Desde a criação do Mercosul, um forte esforço para a harmonização de regras diversas que impactam o comércio entre seus membros vem sendo feito pelos países para viabilizar a livre circulação de bens. Entre os temas objeto desse esforço pode-se mencionar a fixação de medidas sanitárias para a exportação de bovinos e as regras sobre rotulagem de alimentos. Para todos esses casos, os países adotaram normativas padrão no âmbito do bloco, que deveriam ser internalizadas por seus órgãos competentes, evitando assim que restrições injustificadas fossem aplicadas sob o pretexto de impedir o ingresso de uma mercadoria de outro país membro do bloco.
Contudo, se há o que celebrar nesse processo de harmonização, há também pontos de preocupação que precisam ser endereçados. Talvez o principal deles seja a sua lentidão para rever e atualizar normas, deixando as empresas de países membros em situação de desvantagem competitiva para suas relações com outras que não fazem parte do Mercosul.

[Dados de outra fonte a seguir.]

use axum::{
    extract::{
        rejection::{JsonRejection, QueryRejection},
        Path, Query, State,
    },
    http::StatusCode,
    Json,
};
use chrono::{DateTime, Utc};
use serde::Serialize;
use crate::item::{Item, ItemId, ItemInput};
use crate::query::{ListParams, ListQuery, QueryEngine};
use crate::server::error::ApiError;
use crate::server::AppState;
use crate::validation;
use std::sync::Arc;

#[derive(Debug, Serialize)]
pub struct DataResponse<T> {
    pub success: bool,
    pub data: T,
}

impl<T> DataResponse<T> {
    fn ok(data: T) -> Json<Self> {
        Json(Self { success: true, data })
    }
}

#[derive(Debug, Serialize)]
pub struct ListResponse {
    pub success: bool,
    pub count: usize,
    pub data: Vec<Item>,
    pub pagination: Pagination,
}

#[derive(Debug, Serialize)]
#[serde(rename_all = "camelCase")]
pub struct Pagination {
    pub current_page: usize,
    pub total_pages: usize,
}

#[derive(Debug, Serialize)]
pub struct HealthResponse {
    pub status: &'static str,
    pub timestamp: DateTime<Utc>,
    /// Seconds since the server started
    pub uptime: f64,
}

// Ids that are not integers can never match a stored item.
fn parse_id(raw: &str) -> Result<ItemId, ApiError> {
    raw.parse().map_err(|_| ApiError::NotFound)
}

pub async fn create_item(
    State(state): State<Arc<AppState>>,
    payload: Result<Json<ItemInput>, JsonRejection>,
) -> Result<(StatusCode, Json<DataResponse<Item>>), ApiError> {
    let Json(input) = payload?;
    let new_item = validation::validate_new(input)?;
    let item = state.store.create(new_item)?;

    tracing::info!("Created item {}", item.id);
    Ok((StatusCode::CREATED, DataResponse::ok(item)))
}

pub async fn list_items(
    State(state): State<Arc<AppState>>,
    params: Result<Query<ListParams>, QueryRejection>,
) -> Result<Json<ListResponse>, ApiError> {
    let Query(params) = params?;
    let query = ListQuery::from_params(params)?;
    let page = QueryEngine::new(&state.store).list(&query)?;

    Ok(Json(ListResponse {
        success: true,
        count: page.total_count,
        data: page.items,
        pagination: Pagination {
            current_page: page.current_page,
            total_pages: page.total_pages,
        },
    }))
}

pub async fn get_item(
    State(state): State<Arc<AppState>>,
    Path(id): Path<String>,
) -> Result<Json<DataResponse<Item>>, ApiError> {
    let item = state.store.get(parse_id(&id)?)?;
    Ok(DataResponse::ok(item))
}

pub async fn update_item(
    State(state): State<Arc<AppState>>,
    Path(id): Path<String>,
    payload: Result<Json<ItemInput>, JsonRejection>,
) -> Result<Json<DataResponse<Item>>, ApiError> {
    let Json(input) = payload?;
    let patch = validation::validate_patch(input)?;
    let item = state.store.update(parse_id(&id)?, patch)?;

    tracing::info!("Updated item {}", item.id);
    Ok(DataResponse::ok(item))
}

pub async fn delete_item(
    State(state): State<Arc<AppState>>,
    Path(id): Path<String>,
) -> Result<StatusCode, ApiError> {
    let removed = state.store.delete(parse_id(&id)?)?;

    tracing::info!("Deleted item {}", removed.id);
    Ok(StatusCode::NO_CONTENT)
}

pub async fn health(State(state): State<Arc<AppState>>) -> Json<HealthResponse> {
    Json(HealthResponse {
        status: "healthy",
        timestamp: Utc::now(),
        uptime: state.started_at.elapsed().as_secs_f64(),
    })
}
//! Boundary error adapter
//!
//! The only place where crate errors become HTTP responses. Internal
//! details are logged and never sent to the client.

use axum::{
    extract::rejection::{JsonRejection, QueryRejection},
    http::{header, HeaderValue, StatusCode},
    response::{IntoResponse, Response},
    Json,
};
use serde_json::json;
use crate::Error;

#[derive(Debug)]
pub enum ApiError {
    NotFound,
    Validation(String),
    TooManyRequests { retry_after_secs: u64 },
    Internal(String),
}

impl ApiError {
    pub fn status(&self) -> StatusCode {
        match self {
            ApiError::NotFound => StatusCode::NOT_FOUND,
            ApiError::Validation(_) => StatusCode::BAD_REQUEST,
            ApiError::TooManyRequests { .. } => StatusCode::TOO_MANY_REQUESTS,
            ApiError::Internal(_) => StatusCode::INTERNAL_SERVER_ERROR,
        }
    }
}

impl From<Error> for ApiError {
    fn from(err: Error) -> Self {
        match err {
            Error::ItemNotFound(_) => ApiError::NotFound,
            Error::Validation(msg) => ApiError::Validation(msg),
            other => ApiError::Internal(other.to_string()),
        }
    }
}

impl From<JsonRejection> for ApiError {
    fn from(rejection: JsonRejection) -> Self {
        ApiError::Validation(rejection.body_text())
    }
}

impl From<QueryRejection> for ApiError {
    fn from(rejection: QueryRejection) -> Self {
        ApiError::Validation(rejection.body_text())
    }
}

impl IntoResponse for ApiError {
    fn into_response(self) -> Response {
        let status = self.status();
        match self {
            ApiError::NotFound => (
                status,
                Json(json!({ "success": false, "error": "Item not found" })),
            )
                .into_response(),
            ApiError::Validation(details) => (
                status,
                Json(json!({ "error": "Validation error", "details": details })),
            )
                .into_response(),
            ApiError::TooManyRequests { retry_after_secs } => {
                let mut response = (
                    status,
                    Json(json!({ "error": "Too many requests, please try again later." })),
                )
                    .into_response();
                if let Ok(value) = HeaderValue::from_str(&retry_after_secs.to_string()) {
                    response.headers_mut().insert(header::RETRY_AFTER, value);
                }
                response
            }
            ApiError::Internal(detail) => {
                tracing::error!("Request failed: {}", detail);
                (status, Json(json!({ "error": "Something went wrong!" }))).into_response()
            }
        }
    }
}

Um exemplo ajuda a listar essa realidade. Os materiais destinados à fabricação de embalagens plásticas que entrarão em contato com alimentos, só podem ser compostos por substâncias que estejam relacionadas expressamente em uma lista positiva elaborada pelo Grupo Mercado Comum, órgão do Mercosul que edita resoluções obrigatórias e vinculantes para os membros. O objetivo dessa medida é garantir que a saúde do consumidor não seja prejudicada com o uso de substâncias cuja segurança não se conhece, o que é plenamente justificável. Assim, todos os países do bloco só podem utilizar substâncias que estiverem na lista comum para o preparo deste tipo de embalagens.
Naturalmente, a tecnologia evolui e novas substâncias são constantemente desenvolvidas pela indústria, cada vez mais seguras, inovadoras e econômicas. Mas, para que possam ser utilizadas, precisam ingressar na lista positiva comum. O problema é que enquanto esse processo ocorre em tempo razoável em outros países, no Mercosul o processo pode levar anos e até mesmo décadas. Até que ocorra a revisão, é comum que se admita a utilização de “aditivo” à lista em países como Japão, União Europeia ou Estados Unidos, mercados consumidores reconhecidos por serem criteriosos e exigentes. Contudo, tal mecanismo segue vedado no Brasil e nos demais membros do bloco. A atualização da lista de aditivos para materiais plásticos, que foi recentemente concluída, demorou mais de uma década para ocorrer.
Esse processo coloca as empresas brasileiras e dos demais membros do bloco em situação de desvantagem competitiva frente a seus concorrentes estrangeiros. A lentidão para atualização regulatória da norma reduz a possibilidade de inovar, nestes países, por meio do uso de tecnologias mais modernas, eficientes e já reconhecidas no mundo todo como seguras – simplesmente porque não foram incluídas na lista positiva em razão da demora do processo regulatório.
Há pelo menos dois caminhos possíveis para a solução de um problema como este. O primeiro, de médio prazo, é a melhoria na própria capacidade institucional do bloco para viabilizar revisões mais céleres das normas comuns. A segunda, de curto prazo, seria a criação de mecanismos que viabilizem a atualização diretamente pelos países membros em situações excepcionais, sempre que o material for comprovadamente seguro e a demora puder prejudicar a indústria nacional.
Soluções semelhantes poderiam ser pensadas para outras situações desse tipo.
No momento em que o Brasil aprovou uma lei de liberdade econômica justamente para reduzir entraves que atrapalham o desenvolvimento, a implementação de medidas como essas é algo que merece ser vista com atenção. Elas são mais simples do que decidir sobre a saída do Mercosul e mais eficientes visando manter a parceria comercial que vem sendo benéfica ao país e aos membros do bloco.
*João Emmanuel Cordeiro Lima e Anita Pissolito Campos: sócios do Escritório Nascimento e Mourão, responsáveis pelas áreas de Direito Ambiental e Regulatório.